Reproduce the opening lines of the records exactly, please, stopping after the line that contains "use tokio_rusqlite::rusqlite;".
'''
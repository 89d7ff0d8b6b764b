//! Response cache rows (`api_cache` table).

use super::connection::CacheDb;
use crate::Error;
use serde::{Deserialize, Serialize};
use tokio_rusqlite::params;
use tokio_rusqlite::rusqlite;

/// A stored response payload with its validity window.
#[derive(Debug, Clone, PartialEq, Eq, Serialize, Deserialize)]
pub struct ResponseRow {
    pub fingerprint: String,
    pub payload: String,
    pub created_at: String,
    pub expires_at: String,
}

impl CacheDb {
    /// Get a response row by fingerprint, expired or not.
    pub async fn get_response(&self, fingerprint: &str) -> Result<Option<ResponseRow>, Error> {
        let fingerprint = fingerprint.to_string();
        self.conn
            .call(move |conn| -> Result<Option<ResponseRow>, Error> {
                let result = conn.query_row(
                    "SELECT fingerprint, payload, created_at, expires_at FROM api_cache WHERE fingerprint = ?1",
                    params![fingerprint],
                    |row| {
                        Ok(ResponseRow {
                            fingerprint: row.get(0)?,
                            payload: row.get(1)?,
                            created_at: row.get(2)?,
                            expires_at: row.get(3)?,
                        })
                    },
                );

                match result {
                    Ok(row) => Ok(Some(row)),
                    Err(rusqlite::Error::QueryReturnedNoRows) => Ok(None),
                    Err(e) => Err(e.into()),
                }
            })
            .await
            .map_err(Error::from)
    }

    /// Insert or replace a response row.
    ///
    /// Uses UPSERT semantics so concurrent writers for the same fingerprint
    /// leave exactly one row behind.
    pub async fn put_response(&self, row: &ResponseRow) -> Result<(), Error> {
        let row = row.clone();
        self.conn
            .call(move |conn| -> Result<(), Error> {
                conn.execute(
                    "INSERT INTO api_cache (fingerprint, payload, created_at, expires_at)
                    VALUES (?1, ?2, ?3, ?4)
                    ON CONFLICT(fingerprint) DO UPDATE SET
                        payload = excluded.payload,
                        created_at = excluded.created_at,
                        expires_at = excluded.expires_at",
                    params![row.fingerprint, row.payload, row.created_at, row.expires_at],
                )?;
                Ok(())
            })
            .await
            .map_err(Error::from)
    }

    /// Delete a response row unconditionally.
    ///
    /// Returns true if a row was removed.
    pub async fn delete_response(&self, fingerprint: &str) -> Result<bool, Error> {
        let fingerprint = fingerprint.to_string();
        self.conn
            .call(move |conn| -> Result<bool, Error> {
                let count = conn.execute("DELETE FROM api_cache WHERE fingerprint = ?1", params![fingerprint])?;
                Ok(count > 0)
            })
            .await
            .map_err(Error::from)
    }

    /// Delete a response row only if it has expired as of `now`.
    ///
    /// A row refreshed by a concurrent writer survives.
    pub async fn delete_response_if_expired(&self, fingerprint: &str, now: &str) -> Result<bool, Error> {
        let fingerprint = fingerprint.to_string();
        let now = now.to_string();
        self.conn
            .call(move |conn| -> Result<bool, Error> {
                let count = conn.execute(
                    "DELETE FROM api_cache WHERE fingerprint = ?1 AND expires_at <= ?2",
                    params![fingerprint, now],
                )?;
                Ok(count > 0)
            })
            .await
            .map_err(Error::from)
    }

    /// Delete every response row that expired as of `now`.
    ///
    /// Returns the number of deleted rows.
    pub async fn purge_expired_responses(&self, now: &str) -> Result<u64, Error> {
        let now = now.to_string();
        self.conn
            .call(move |conn| -> Result<u64, Error> {
                let count = conn.execute("DELETE FROM api_cache WHERE expires_at <= ?1", params![now])?;
                Ok(count as u64)
            })
            .await
            .map_err(Error::from)
    }

    /// Number of rows currently in the response table.
    pub async fn count_responses(&self) -> Result<u64, Error> {
        self.conn
            .call(|conn| -> Result<u64, Error> {
                let count: i64 = conn.query_row("SELECT COUNT(*) FROM api_cache", [], |row| row.get(0))?;
                Ok(count as u64)
            })
            .await
            .map_err(Error::from)
    }
}
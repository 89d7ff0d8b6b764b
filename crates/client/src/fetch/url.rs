//! Media URL canonicalization.
//!
//! The canonical string is the object cache key, so two spellings of the
//! same resource must canonicalize identically.

use mediagate_core::Error;

/// Error type for URL canonicalization failures.
#[derive(Debug, Clone, PartialEq, Eq, thiserror::Error)]
pub enum UrlError {
    #[error("empty URL")]
    Empty,

    #[error("unsupported scheme: {0}")]
    UnsupportedScheme(String),

    #[error("URL has no host")]
    MissingHost,

    #[error("invalid URL: {0}")]
    InvalidUrl(String),
}

impl From<UrlError> for Error {
    fn from(err: UrlError) -> Self {
        Error::InvalidUrl(err.to_string())
    }
}

/// Canonicalize a media URL.
///
/// - surrounding whitespace is trimmed
/// - a missing scheme defaults to `https://`
/// - only `http` and `https` with a host are accepted
/// - the fragment is dropped; the query is kept as given
///
/// Host lowercasing and default-port removal come from the URL parser.
pub fn canonicalize(input: &str) -> Result<url::Url, UrlError> {
    let trimmed = input.trim();
    if trimmed.is_empty() {
        return Err(UrlError::Empty);
    }

    let with_scheme;
    let candidate = if trimmed.contains("://") {
        trimmed
    } else {
        with_scheme = format!("https://{trimmed}");
        &with_scheme
    };

    let mut parsed = url::Url::parse(candidate).map_err(|e| UrlError::InvalidUrl(e.to_string()))?;

    if !matches!(parsed.scheme(), "http" | "https") {
        return Err(UrlError::UnsupportedScheme(parsed.scheme().to_string()));
    }
    if parsed.host_str().is_none_or(str::is_empty) {
        return Err(UrlError::MissingHost);
    }

    parsed.set_fragment(None);
    Ok(parsed)
}

/// Canonical string form used as the object cache key.
pub fn cache_key(input: &str) -> Result<(url::Url, String), UrlError> {
    let url = canonicalize(input)?;
    let key = url.as_str().to_string();
    Ok((url, key))
}
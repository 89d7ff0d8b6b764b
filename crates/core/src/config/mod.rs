//! Application configuration with layered loading.
//!
//! This module provides configuration management using figment for layered
//! configuration loading from multiple sources:
//!
//! 1. Environment variables (MEDIAGATE_*)
//! 2. TOML config file (if MEDIAGATE_CONFIG_FILE set)
//! 3. Built-in defaults

use std::path::PathBuf;
use std::time::Duration;

use figment::{
    Figment,
    providers::{Env, Format, Serialized, Toml},
};
use serde::{Deserialize, Serialize};

mod validation;

pub use validation::{ConfigError, MAX_RESPONSE_TTL_HOURS};

const MIB: u64 = 1024 * 1024;
const GIB: u64 = 1024 * MIB;

/// Application configuration with layered loading.
///
/// Loading precedence (highest wins):
/// 1. Environment variables (MEDIAGATE_*)
/// 2. TOML config file (if MEDIAGATE_CONFIG_FILE set)
/// 3. Built-in defaults
#[derive(Debug, Clone, Serialize, Deserialize)]
pub struct AppConfig {
    /// Path to the SQLite metadata store.
    ///
    /// Set via MEDIAGATE_DB_PATH environment variable.
    #[serde(default = "default_db_path")]
    pub db_path: PathBuf,

    /// Directory holding cached media objects.
    ///
    /// Set via MEDIAGATE_DOWNLOADS_DIR environment variable.
    #[serde(default = "default_downloads_dir")]
    pub downloads_dir: PathBuf,

    /// Socket address the HTTP server binds to.
    ///
    /// Set via MEDIAGATE_BIND_ADDR environment variable.
    #[serde(default = "default_bind_addr")]
    pub bind_addr: String,

    /// Lifetime of response cache rows, in hours.
    ///
    /// Set via MEDIAGATE_RESPONSE_TTL_HOURS environment variable.
    #[serde(default = "default_response_ttl_hours")]
    pub response_ttl_hours: u64,

    /// Total object cache ceiling in bytes.
    ///
    /// Set via MEDIAGATE_MAX_CACHE_BYTES environment variable.
    #[serde(default = "default_max_cache_bytes")]
    pub max_cache_bytes: u64,

    /// Largest single object that is admitted into the cache.
    ///
    /// Set via MEDIAGATE_MAX_FILE_BYTES environment variable.
    #[serde(default = "default_max_file_bytes")]
    pub max_file_bytes: u64,

    /// Timeout for size probes (HEAD requests), in milliseconds.
    #[serde(default = "default_probe_timeout_ms")]
    pub probe_timeout_ms: u64,

    /// Timeout for full object downloads, in milliseconds.
    #[serde(default = "default_fetch_timeout_ms")]
    pub fetch_timeout_ms: u64,

    /// How long passthrough waits for upstream response headers, in milliseconds.
    #[serde(default = "default_passthrough_timeout_ms")]
    pub passthrough_timeout_ms: u64,

    /// Interval between expired response row sweeps, in seconds. Zero disables it.
    #[serde(default = "default_sweep_interval_secs")]
    pub sweep_interval_secs: u64,

    /// User-Agent sent to origins.
    ///
    /// Set via MEDIAGATE_USER_AGENT environment variable.
    #[serde(default = "default_user_agent")]
    pub user_agent: String,

    /// Optional Referer sent to origins; some CDNs reject requests without one.
    #[serde(default)]
    pub referer: Option<String>,
}

fn default_db_path() -> PathBuf {
    PathBuf::from("./cache.db")
}

fn default_downloads_dir() -> PathBuf {
    PathBuf::from("./downloads")
}

fn default_bind_addr() -> String {
    "0.0.0.0:8000".into()
}

fn default_response_ttl_hours() -> u64 {
    24
}

fn default_max_cache_bytes() -> u64 {
    10 * GIB
}

fn default_max_file_bytes() -> u64 {
    50 * MIB
}

fn default_probe_timeout_ms() -> u64 {
    10_000
}

fn default_fetch_timeout_ms() -> u64 {
    60_000
}

fn default_passthrough_timeout_ms() -> u64 {
    30_000
}

fn default_sweep_interval_secs() -> u64 {
    3_600
}

fn default_user_agent() -> String {
    "Mozilla/5.0 (Windows NT 10.0; Win64; x64) AppleWebKit/537.36".into()
}

impl Default for AppConfig {
    fn default() -> Self {
        Self {
            db_path: default_db_path(),
            downloads_dir: default_downloads_dir(),
            bind_addr: default_bind_addr(),
            response_ttl_hours: default_response_ttl_hours(),
            max_cache_bytes: default_max_cache_bytes(),
            max_file_bytes: default_max_file_bytes(),
            probe_timeout_ms: default_probe_timeout_ms(),
            fetch_timeout_ms: default_fetch_timeout_ms(),
            passthrough_timeout_ms: default_passthrough_timeout_ms(),
            sweep_interval_secs: default_sweep_interval_secs(),
            user_agent: default_user_agent(),
            referer: None,
        }
    }
}

impl AppConfig {
    pub fn response_ttl(&self) -> Duration {
        Duration::from_secs(self.response_ttl_hours.saturating_mul(60 * 60))
    }

    pub fn probe_timeout(&self) -> Duration {
        Duration::from_millis(self.probe_timeout_ms)
    }

    pub fn fetch_timeout(&self) -> Duration {
        Duration::from_millis(self.fetch_timeout_ms)
    }

    pub fn passthrough_timeout(&self) -> Duration {
        Duration::from_millis(self.passthrough_timeout_ms)
    }

    /// Sweep interval, or `None` when periodic sweeping is disabled.
    pub fn sweep_interval(&self) -> Option<Duration> {
        (self.sweep_interval_secs > 0).then(|| Duration::from_secs(self.sweep_interval_secs))
    }

    /// Load configuration from all sources with layered precedence.
    ///
    /// Priority (highest wins):
    /// 1. Environment variables prefixed with `MEDIAGATE_`
    /// 2. TOML file from `MEDIAGATE_CONFIG_FILE` (if set)
    /// 3. Built-in defaults via `Default::default()`
    ///
    /// # Errors
    ///
    /// Returns `ConfigError` if the file or environment cannot be parsed,
    /// or if validation fails after loading.
    pub fn load() -> Result<Self, ConfigError> {
        let mut figment = Figment::from(Serialized::defaults(Self::default()));

        if let Ok(config_path) = std::env::var("MEDIAGATE_CONFIG_FILE") {
            figment = figment.merge(Toml::file(&config_path));
        }

        figment = figment.merge(
            Env::prefixed("MEDIAGATE_")
                .ignore(&["CONFIG_FILE"])
                .map(|key| key.as_str().to_lowercase().into())
                .split("__"),
        );

        let config: Self = figment.extract().map_err(|e| ConfigError::LoadFailed(e.to_string()))?;

        config.validate()?;

        Ok(config)
    }
}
'''
• SOLUTION BELOW:
repository 89d7ff0d8b6b764b
//! Response cache rows (`api_cache` table).

use super::connection::CacheDb;
use crate::Error;
use serde::{Deserialize, Serialize};
use tokio_rusqlite::params;
use tokio_rusqlite::rusqlite;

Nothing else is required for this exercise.